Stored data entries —
***

// Game engine: per-game actors around a shared composition root.
//
// The engine owns a registry of active games. Each game gets one actor task
// (the single writer of its state), a mailbox for typed events, and a shared
// runtime that the webhook ingress path reads under short locks. Everything
// the engine touches is injected: persistence, the answer store, and the
// outbound queue.

mod actor;
pub mod events;
pub mod prize;
pub mod question;
pub mod runtime;
pub mod scheduler;

pub use events::GameEvent;
pub use scheduler::GameScheduler;

use std::collections::HashMap;
use std::sync::{Arc, Weak};

use chrono::Utc;
use tokio::sync::{RwLock, mpsc};
use uuid::Uuid;

use crate::config::EngineConfig;
use crate::db::GamePersistence;
use crate::engine::runtime::GameRuntime;
use crate::models::GameStatus;
use crate::models::answer::AnswerRecord;
use crate::outbound::{CircuitBreaker, OutboundMessage, OutboundQueue, Priority};
use crate::store::{AnswerStore, PutOutcome};

/// Everything a game actor needs, wired once at startup.
#[derive(Clone)]
pub struct EngineDeps {
    pub persistence: Arc<dyn GamePersistence>,
    pub answers: Arc<dyn AnswerStore>,
    pub outbound: OutboundQueue,
    pub store_breaker: Arc<CircuitBreaker>,
    pub config: EngineConfig,
}

struct GameHandle {
    mailbox: mpsc::UnboundedSender<GameEvent>,
    runtime: Arc<RwLock<GameRuntime>>,
}

/// How an inbound answer was absorbed. Returned to the dispatcher for
/// logging; the player-visible response is already on the outbound queue.
#[derive(Debug, Clone, Copy, PartialEq, Eq)]
pub enum AnswerIngress {
    /// First answer, stored.
    Stored,
    /// A prior answer already holds the slot.
    Duplicate,
    /// Sender is eliminated in this game.
    NotAlive,
    /// No question is accepting right now.
    WindowClosed,
    /// Sender is in no active game.
    NoActiveGame,
    /// The store rejected the write; the player was asked to retry.
    StoreRejected,
}

pub struct GameEngine {
    deps: EngineDeps,
    games: RwLock<HashMap<Uuid, GameHandle>>,
    /// Handed to spawned actors and supervisors so they can reach back.
    self_ref: Weak<GameEngine>,
}

impl GameEngine {
    pub fn new(deps: EngineDeps) -> Arc<Self> {
        Arc::new_cyclic(|weak| Self {
            deps,
            games: RwLock::new(HashMap::new()),
            self_ref: weak.clone(),
        })
    }

    pub fn config(&self) -> &EngineConfig {
        &self.deps.config
    }

    /// Deliver an event onto the bus. `GameStart` activates the game; every
    /// other event is routed FIFO into the owning actor's mailbox.
    pub async fn publish(&self, event: GameEvent) {
        match event {
            GameEvent::GameStart { game_id } => {
                if self.is_active(game_id).await {
                    tracing::debug!(%game_id, "gameStart redelivered for active game, ignoring");
                    return;
                }
                self.spawn_game(game_id).await;
            }
            other => {
                let game_id = other.game_id();
                let games = self.games.read().await;
                match games.get(&game_id) {
                    Some(handle) => {
                        let _ = handle.mailbox.send(other);
                    }
                    None => {
                        tracing::warn!(%game_id, event = ?other, "event for inactive game dropped");
                    }
                }
            }
        }
    }

    pub async fn is_active(&self, game_id: Uuid) -> bool {
        self.games.read().await.contains_key(&game_id)
    }

    /// Answer ingress. Validates against the in-memory roster, stores through
    /// the answer store's conditional write, and signals early completion
    /// when the last alive player gets a record in.
    ///
    /// This path deliberately does not touch the actor mailbox: the store
    /// write is the synchronizer that keeps concurrent deliveries down to one
    /// accepted answer.
    pub async fn submit_answer(&self, user_id: Uuid, text: &str) -> AnswerIngress {
        let Some((game_id, runtime)) = self.locate_player(user_id).await else {
            return AnswerIngress::NoActiveGame;
        };

        let (index, start_ms, limit_ms, handle) = {
            let rt = runtime.read().await;
            let Some(handle) = rt.handle_of(user_id).map(str::to_string) else {
                return AnswerIngress::NoActiveGame;
            };
            if !rt.question_open {
                return AnswerIngress::WindowClosed;
            }
            if !rt.is_alive(user_id) {
                drop(rt);
                let mut rt = runtime.write().await;
                // One lock notice per question per player.
                if rt.lock_notices.insert(user_id) {
                    self.deps
                        .outbound
                        .enqueue(&handle, Priority::Normal, OutboundMessage::AlreadyOut);
                }
                return AnswerIngress::NotAlive;
            }
            (
                rt.current_index,
                rt.question_start_unix_ms,
                rt.question_time_limit_ms,
                handle,
            )
        };

        let record = AnswerRecord::new(
            question::normalize_answer(text),
            Utc::now().timestamp_millis(),
            start_ms,
            limit_ms,
        );

        let outcome = self
            .deps
            .store_breaker
            .execute(self.deps.answers.put(game_id, index, user_id, record))
            .await;

        match outcome {
            Ok(PutOutcome::Stored) => {
                {
                    let mut rt = runtime.write().await;
                    // The question may have closed while the store write was in
                    // flight; the record will simply miss the evaluation scan.
                    if rt.question_open && rt.current_index == index && rt.record_answered(user_id)
                    {
                        rt.all_answered.notify_one();
                    }
                }
                self.deps
                    .outbound
                    .enqueue(&handle, Priority::Normal, OutboundMessage::AnswerReceived);
                AnswerIngress::Stored
            }
            Ok(PutOutcome::Duplicate(_)) => {
                self.deps
                    .outbound
                    .enqueue(&handle, Priority::Normal, OutboundMessage::AnswerLocked);
                AnswerIngress::Duplicate
            }
            Err(e) => {
                tracing::warn!(%game_id, %user_id, error = %e, "answer write rejected");
                self.deps
                    .outbound
                    .enqueue(&handle, Priority::Normal, OutboundMessage::TryAgain);
                AnswerIngress::StoreRejected
            }
        }
    }

    /// Admin emergency end. Routed through the bus when the game is active;
    /// otherwise the persisted row is cancelled directly.
    pub async fn emergency_end(&self, game_id: Uuid) -> Result<(), crate::errors::AppError> {
        if self.is_active(game_id).await {
            self.publish(GameEvent::EmergencyEnd { game_id }).await;
            Ok(())
        } else {
            self.deps.persistence.cancel_game(game_id).await
        }
    }

    async fn locate_player(&self, user_id: Uuid) -> Option<(Uuid, Arc<RwLock<GameRuntime>>)> {
        let games = self.games.read().await;
        for (game_id, handle) in games.iter() {
            if handle.runtime.read().await.players.contains_key(&user_id) {
                return Some((*game_id, Arc::clone(&handle.runtime)));
            }
        }
        None
    }

    /// Load a fenced game from persistence and bring its actor up.
    async fn spawn_game(&self, game_id: Uuid) {
        let Some(engine) = self.self_ref.upgrade() else {
            return;
        };
        let game = match self.deps.persistence.game(game_id).await {
            Ok(game) => game,
            Err(e) => {
                tracing::error!(%game_id, error = %e, "cannot load game to start");
                return;
            }
        };
        if matches!(
            game.status,
            GameStatus::Finished | GameStatus::Cancelled | GameStatus::Expired
        ) {
            tracing::warn!(%game_id, status = ?game.status, "refusing to start terminal game");
            return;
        }

        let questions = match self.deps.persistence.questions(game_id).await {
            Ok(questions) => questions,
            Err(e) => {
                tracing::error!(%game_id, error = %e, "cannot load questions");
                return;
            }
        };
        let roster = match self.deps.persistence.roster(game_id).await {
            Ok(roster) => roster,
            Err(e) => {
                tracing::error!(%game_id, error = %e, "cannot load roster");
                return;
            }
        };
        if questions.is_empty() || roster.is_empty() {
            tracing::warn!(
                %game_id,
                questions = questions.len(),
                players = roster.len(),
                "cancelling unplayable game"
            );
            if let Err(e) = self.deps.persistence.cancel_game(game_id).await {
                tracing::error!(%game_id, error = %e, "failed to cancel unplayable game");
            }
            return;
        }

        if let Err(e) = self.deps.persistence.activate_roster(game_id).await {
            tracing::error!(%game_id, error = %e, "failed to activate roster, continuing in memory");
        }

        let runtime = Arc::new(RwLock::new(GameRuntime::new(&game, &roster, questions.len())));
        let (tx, rx) = mpsc::unbounded_channel();
        {
            let mut games = self.games.write().await;
            games.insert(
                game_id,
                GameHandle {
                    mailbox: tx.clone(),
                    runtime: Arc::clone(&runtime),
                },
            );
        }

        let game_actor = actor::GameActor {
            engine: Arc::clone(&engine),
            deps: self.deps.clone(),
            game_id,
            questions,
            runtime: Arc::clone(&runtime),
            tx,
            rx,
        };
        let task = tokio::spawn(game_actor.run());

        // Supervisor: a panicked actor must not strand the game silently.
        tokio::spawn(async move {
            match task.await {
                Ok(()) => {}
                Err(e) if e.is_panic() => {
                    tracing::error!(%game_id, "game actor panicked, cancelling game");
                    if let Err(err) = engine.deps.persistence.cancel_game(game_id).await {
                        tracing::error!(%game_id, error = %err, "failed to cancel after panic");
                    }
                    let handles = runtime.read().await.all_handles();
                    engine.deps.outbound.enqueue_all(
                        handles.iter().map(String::as_str),
                        Priority::High,
                        &OutboundMessage::Apology,
                    );
                    engine.evict(game_id).await;
                }
                Err(_) => {}
            }
        });
    }

    pub(crate) async fn evict(&self, game_id: Uuid) {
        self.games.write().await.remove(&game_id);
        tracing::debug!(%game_id, "game state released");
    }
}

***

What to work on — Reproduce exactly the lines above from the line with "if questions.is_empty() ||" to the line with "if let Err(e) = self.deps.persistence.cancel_game(game_id).await", including both, and add nothing.

Your response —
        if questions.is_empty() || roster.is_empty() {
            tracing::warn!(
                %game_id,
                questions = questions.len(),
                players = roster.len(),
                "cancelling unplayable game"
            );
            if let Err(e) = self.deps.persistence.cancel_game(game_id).await {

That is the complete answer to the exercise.